An impressive number of cultural practitioners shared their skills and knowledge during the demonstrations and workshops focusing on making regalia. Phil Albers opened the workshops with an introduction to Regalia and engaged the audience with foundational questions.
“Why do we even make regalia?” he asked.
His sons, E’haan and Gaven, bravely helped perform a coyote story. Their focus of interest was the oral in the oral traditions, “We want to learn all the Karuk words!”

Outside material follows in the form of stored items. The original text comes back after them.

//! Dispatch benchmarks using criterion.

use std::hint::black_box;

use criterion::{BenchmarkId, Criterion, Throughput, criterion_group, criterion_main};
use pivot_data::{BasicType, DVec3, Type, Value};
use pivot_ecs::{ComponentDescription, EventDescription, Indexes, Role, Scene, SystemDescription};

fn indexes() -> Indexes {
    let mut indexes = Indexes::new();
    indexes
        .register_component(ComponentDescription::new(
            "Position",
            Type::Basic(BasicType::Vec3),
        ))
        .unwrap();
    indexes
        .register_system(SystemDescription::new(
            "Drift",
            vec![Role::new("e", ["Position"])],
            Some(EventDescription {
                name: "Tick".into(),
                roles: Vec::new(),
                payload: Type::Basic(BasicType::Number),
            }),
            |_, combination, event| {
                let dt = event.event.payload.as_number().unwrap_or_default();
                let Some(id) = combination.component_id("Position") else {
                    return Ok(Vec::new());
                };
                for entity in combination.matching() {
                    if let Some(p) = combination.get(entity, id).and_then(Value::as_vec3) {
                        combination.set(entity, id, Value::Vec3(p + DVec3::X * dt))?;
                    }
                }
                Ok(Vec::new())
            },
        ))
        .unwrap();
    indexes
}

fn populate(indexes: &Indexes, count: u64) -> Scene {
    let position = indexes.components.get("Position").unwrap();
    let mut scene = Scene::new("bench");
    scene.register_system("Drift", indexes).unwrap();
    for i in 0..count {
        let e = scene.create_entity().unwrap();
        scene
            .insert(e, position, Value::Vec3(DVec3::splat(i as f64)))
            .unwrap();
    }
    scene
}

fn spawn_benchmarks(c: &mut Criterion) {
    let mut group = c.benchmark_group("spawn");
    let indexes = indexes();

    for count in [1, 100, 1000] {
        group.throughput(Throughput::Elements(count));
        group.bench_with_input(BenchmarkId::new("with_position", count), &count, |b, &count| {
            b.iter(|| black_box(populate(&indexes, count)));
        });
    }

    group.finish();
}

fn dispatch_benchmarks(c: &mut Criterion) {
    let mut group = c.benchmark_group("dispatch");
    let indexes = indexes();

    for count in [1, 100, 1000] {
        let mut scene = populate(&indexes, count);
        group.throughput(Throughput::Elements(count));
        group.bench_function(BenchmarkId::new("tick", count), |b| {
            b.iter(|| {
                black_box(
                    scene
                        .send_event(&indexes.events, "Tick", Value::Number(0.016), Vec::new())
                        .unwrap(),
                );
            });
        });
    }

    group.finish();
}

criterion_group!(benches, spawn_benchmarks, dispatch_benchmarks);
criterion_main!(benches);
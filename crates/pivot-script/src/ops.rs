//! Operator semantics.
//!
//! Operators are total only over the kinds listed below; every other pairing is an
//! [`ScriptError::InvalidOperation`] naming both operand types. `Number` and `Integer`
//! never mix.
//!
//! | operator            | operands                          |
//! |---------------------|-----------------------------------|
//! | `==` `!=`           | Number, String, Boolean, Vector3  |
//! | `<` `>` `<=` `>=`   | Number, String                    |
//! | `+`                 | Number, String, Vector3           |
//! | `-` `*` `/`         | Number, Vector3                   |
//! | `%`                 | Integer                           |
//! | `and` `or`          | Boolean                           |

use pivot_data::{DVec3, Value};

use crate::ast::{BinaryOp, UnaryOp};
use crate::error::{ScriptError, ScriptResult};

/// Apply a binary operator.
pub fn binary(op: BinaryOp, left: &Value, right: &Value) -> ScriptResult<Value> {
    use Value::{Boolean, Integer, Number, String as Text, Vec3};

    let value = match (op, left, right) {
        (BinaryOp::Eq | BinaryOp::NotEq, Number(_), Number(_))
        | (BinaryOp::Eq | BinaryOp::NotEq, Text(_), Text(_))
        | (BinaryOp::Eq | BinaryOp::NotEq, Boolean(_), Boolean(_))
        | (BinaryOp::Eq | BinaryOp::NotEq, Vec3(_), Vec3(_)) => {
            Boolean((left == right) == (op == BinaryOp::Eq))
        }

        (BinaryOp::Lt, Number(l), Number(r)) => Boolean(l < r),
        (BinaryOp::Gt, Number(l), Number(r)) => Boolean(l > r),
        (BinaryOp::LtEq, Number(l), Number(r)) => Boolean(l <= r),
        (BinaryOp::GtEq, Number(l), Number(r)) => Boolean(l >= r),
        (BinaryOp::Lt, Text(l), Text(r)) => Boolean(l < r),
        (BinaryOp::Gt, Text(l), Text(r)) => Boolean(l > r),
        (BinaryOp::LtEq, Text(l), Text(r)) => Boolean(l <= r),
        (BinaryOp::GtEq, Text(l), Text(r)) => Boolean(l >= r),

        (BinaryOp::Add, Number(l), Number(r)) => Number(l + r),
        (BinaryOp::Add, Text(l), Text(r)) => Text(format!("{l}{r}")),
        (BinaryOp::Add, Vec3(l), Vec3(r)) => Vec3(*l + *r),
        (BinaryOp::Sub, Number(l), Number(r)) => Number(l - r),
        (BinaryOp::Sub, Vec3(l), Vec3(r)) => Vec3(*l - *r),
        (BinaryOp::Mul, Number(l), Number(r)) => Number(l * r),
        (BinaryOp::Mul, Vec3(l), Vec3(r)) => Vec3(*l * *r),
        (BinaryOp::Div, Number(l), Number(r)) => Number(divide(*l, *r)?),
        (BinaryOp::Div, Vec3(l), Vec3(r)) => Vec3(divide_vec3(*l, *r)?),
        (BinaryOp::Mod, Integer(l), Integer(r)) => {
            if *r == 0 {
                return Err(ScriptError::ModuloByZero);
            }
            Integer(l.wrapping_rem(*r))
        }

        (BinaryOp::And, Boolean(l), Boolean(r)) => Boolean(*l && *r),
        (BinaryOp::Or, Boolean(l), Boolean(r)) => Boolean(*l || *r),

        _ => {
            return Err(ScriptError::InvalidOperation {
                op: op.symbol(),
                left: left.type_of(),
                right: right.type_of(),
            });
        }
    };
    Ok(value)
}

/// Apply a unary operator.
pub fn unary(op: UnaryOp, operand: &Value) -> ScriptResult<Value> {
    match (op, operand) {
        (UnaryOp::Neg, Value::Number(n)) => Ok(Value::Number(-n)),
        (UnaryOp::Neg, Value::Integer(i)) => Ok(Value::Integer(i.wrapping_neg())),
        (UnaryOp::Neg, Value::Vec3(v)) => Ok(Value::Vec3(-*v)),
        (UnaryOp::Not, Value::Boolean(b)) => Ok(Value::Boolean(!b)),
        _ => Err(ScriptError::InvalidUnary {
            op: op.symbol(),
            operand: operand.type_of(),
        }),
    }
}

#[allow(clippy::float_cmp)]
fn divide(left: f64, right: f64) -> ScriptResult<f64> {
    if right == 0.0 {
        return Err(ScriptError::DivisionByZero);
    }
    Ok(left / right)
}

fn divide_vec3(left: DVec3, right: DVec3) -> ScriptResult<DVec3> {
    Ok(DVec3::new(
        divide(left.x, right.x)?,
        divide(left.y, right.y)?,
        divide(left.z, right.z)?,
    ))
}

#[cfg(test)]
mod tests {
    use pivot_data::{BasicType, Type};
    use pivot_ecs::ErrorKind;

    use super::*;

    fn num(n: f64) -> Value {
        Value::Number(n)
    }

    #[test]
    fn test_number_arithmetic() {
        assert_eq!(binary(BinaryOp::Add, &num(2.0), &num(3.0)).unwrap(), num(5.0));
        assert_eq!(binary(BinaryOp::Sub, &num(2.0), &num(3.0)).unwrap(), num(-1.0));
        assert_eq!(binary(BinaryOp::Mul, &num(2.0), &num(3.0)).unwrap(), num(6.0));
        assert_eq!(binary(BinaryOp::Div, &num(3.0), &num(2.0)).unwrap(), num(1.5));
    }

    #[test]
    fn test_string_concatenation() {
        let joined = binary(BinaryOp::Add, &Value::from("a"), &Value::from("b")).unwrap();
        assert_eq!(joined, Value::from("ab"));

        let err = binary(BinaryOp::Sub, &Value::from("a"), &Value::from("b")).unwrap_err();
        assert!(matches!(err, ScriptError::InvalidOperation { op: "-", .. }));
    }

    #[test]
    fn test_vector_componentwise() {
        let a = Value::Vec3(DVec3::new(1.0, 2.0, 3.0));
        let b = Value::Vec3(DVec3::new(4.0, 5.0, 6.0));
        assert_eq!(
            binary(BinaryOp::Add, &a, &b).unwrap(),
            Value::Vec3(DVec3::new(5.0, 7.0, 9.0))
        );
        assert_eq!(
            binary(BinaryOp::Mul, &a, &b).unwrap(),
            Value::Vec3(DVec3::new(4.0, 10.0, 18.0))
        );
        assert_eq!(binary(BinaryOp::Eq, &a, &a).unwrap(), Value::Boolean(true));
    }

    #[test]
    fn test_division_by_zero() {
        let err = binary(BinaryOp::Div, &num(1.0), &num(0.0)).unwrap_err();
        assert_eq!(err.to_string(), "Cannot divide by zero.");
        assert_eq!(err.kind(), ErrorKind::RuntimeOperation);

        let a = Value::Vec3(DVec3::ONE);
        let b = Value::Vec3(DVec3::new(1.0, 0.0, 1.0));
        assert!(matches!(
            binary(BinaryOp::Div, &a, &b),
            Err(ScriptError::DivisionByZero)
        ));
    }

    #[test]
    fn test_modulo_integers_only() {
        assert_eq!(
            binary(BinaryOp::Mod, &Value::Integer(7), &Value::Integer(3)).unwrap(),
            Value::Integer(1)
        );
        let err = binary(BinaryOp::Mod, &Value::Integer(7), &Value::Integer(0)).unwrap_err();
        assert_eq!(err.to_string(), "Cannot modulo by zero.");
        assert!(binary(BinaryOp::Mod, &num(7.0), &num(3.0)).is_err());
    }

    #[test]
    fn test_mismatched_kinds() {
        let err = binary(BinaryOp::Add, &num(1.0), &Value::Boolean(true)).unwrap_err();
        assert_eq!(err.kind(), ErrorKind::Type);
        assert_eq!(
            err.to_string(),
            "invalid operation `+` between Number and Boolean"
        );
        assert!(binary(BinaryOp::Eq, &num(1.0), &Value::Integer(1)).is_err());
    }

    #[test]
    fn test_comparisons() {
        assert_eq!(binary(BinaryOp::Lt, &num(1.0), &num(2.0)).unwrap(), Value::Boolean(true));
        assert_eq!(
            binary(BinaryOp::GtEq, &Value::from("b"), &Value::from("a")).unwrap(),
            Value::Boolean(true)
        );
        assert_eq!(
            binary(BinaryOp::NotEq, &Value::Boolean(true), &Value::Boolean(true)).unwrap(),
            Value::Boolean(false)
        );
        assert!(binary(BinaryOp::Lt, &Value::Boolean(true), &Value::Boolean(false)).is_err());
    }

    #[test]
    fn test_logic_requires_booleans() {
        let t = Value::Boolean(true);
        let f = Value::Boolean(false);
        assert_eq!(binary(BinaryOp::And, &t, &f).unwrap(), f);
        assert_eq!(binary(BinaryOp::Or, &t, &f).unwrap(), t);
        assert!(binary(BinaryOp::And, &t, &num(1.0)).is_err());
    }

    #[test]
    fn test_unary() {
        assert_eq!(unary(UnaryOp::Neg, &num(2.0)).unwrap(), num(-2.0));
        assert_eq!(
            unary(UnaryOp::Not, &Value::Boolean(false)).unwrap(),
            Value::Boolean(true)
        );
        let err = unary(UnaryOp::Not, &num(1.0)).unwrap_err();
        assert!(matches!(
            err,
            ScriptError::InvalidUnary { operand: Type::Basic(BasicType::Number), .. }
        ));
    }
}
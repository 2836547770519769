//! Joined view over the arrays a system works on.

use pivot_data::Value;
use smallvec::SmallVec;

use crate::{ComponentId, ComponentManager, EcsError, EcsResult, Entity, EntityManager, Signature};

/// Read/write view joining the arrays of the components a system declared.
///
/// Components outside the view are invisible: reads return `None` and writes fail.
/// Entities are matched through their signatures.
pub struct ArrayCombination<'a> {
    manager: &'a mut ComponentManager,
    entities: &'a EntityManager,
    components: SmallVec<[ComponentId; 8]>,
}

impl<'a> ArrayCombination<'a> {
    pub fn new(
        manager: &'a mut ComponentManager,
        entities: &'a EntityManager,
        components: impl IntoIterator<Item = ComponentId>,
    ) -> Self {
        Self {
            manager,
            entities,
            components: components.into_iter().collect(),
        }
    }

    pub fn components(&self) -> &[ComponentId] {
        &self.components
    }

    /// Id of a component in this view, by name.
    pub fn component_id(&self, name: &str) -> Option<ComponentId> {
        self.manager
            .component_id(name)
            .filter(|id| self.components.contains(id))
    }

    /// Name of a component in this view.
    pub fn component_name(&self, id: ComponentId) -> Option<&str> {
        if !self.components.contains(&id) {
            return None;
        }
        self.manager.description(id).ok().map(|d| d.name.as_str())
    }

    /// Entities whose signature covers every component in `ids`, ascending.
    ///
    /// Entities owning only some of them are skipped.
    pub fn matching_entities(&self, ids: &[ComponentId]) -> Vec<Entity> {
        if ids.is_empty() || !ids.iter().all(|id| self.components.contains(id)) {
            return Vec::new();
        }
        let required = Signature::of(ids.iter().copied());
        self.entities
            .iter()
            .filter(|&entity| {
                self.entities
                    .signature(entity)
                    .is_ok_and(|signature| signature.matches(required))
            })
            .collect()
    }

    /// Entities that own every component of the view.
    pub fn matching(&self) -> Vec<Entity> {
        self.matching_entities(&self.components)
    }

    pub fn get(&self, entity: Entity, id: ComponentId) -> Option<&Value> {
        if self.components.contains(&id) {
            self.manager.get(entity, id)
        } else {
            None
        }
    }

    /// Write back a value the entity already owns. The value is type-checked.
    pub fn set(&mut self, entity: Entity, id: ComponentId, value: Value) -> EcsResult<()> {
        if !self.components.contains(&id) {
            return Err(EcsError::UnknownComponentId(id));
        }
        self.manager.set(entity, id, value)
    }
}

Josh Saxon demonstrated the art of making fish traps. Daniel Goodwin shared his expertise in animal skinning for hides to a gaggle of boys and curious girls. Crystal Richardson showed participants how to make maple bark skirts and jewelry. And Paula McCarthy and Brittany Frank taught bear grass braiding.
Kara Brink, 10, whose father cooked the salmon for the event, was an avid participant. Although she already had experience in basketweaving, she was interested in learning more.
“I haven’t done the overlay yet,” she said shyly.
The event was highlighted by a show of traditional maple bark skirts, pine nut necklaces and beautiful caps on a processional of tribal girls. Cultural practitioner Crystal Richardson told a story about maidens gathering Injun potatoes and the young males who tricked them of their harvest. The audience chimed in to a gathering song sung by Crystal and the girls.
Questions were answered, and the youth felt empowered by their new knowledge at the closing of the event.
Taden Brink announced to his grandma, “Phil just showed me how to hit the obsidian to make it break off!”
Facilitator Ron Reed, Cultural Biologist, said proudly, “We’re trying to create a platform for a discussion of information, passing knowledge from generation to generation. Our vision for a final product at the end of this five-year grant is that individual families can enjoy this sort of environment we’ve created. Gesturing to the collected audience, he notes the power of having elders and babies all in the same room.
This project was funded by the USDA-Agriculture and Food Research Initiative of the National Institute for Food and Agriculture Grant #2012-68004-20018.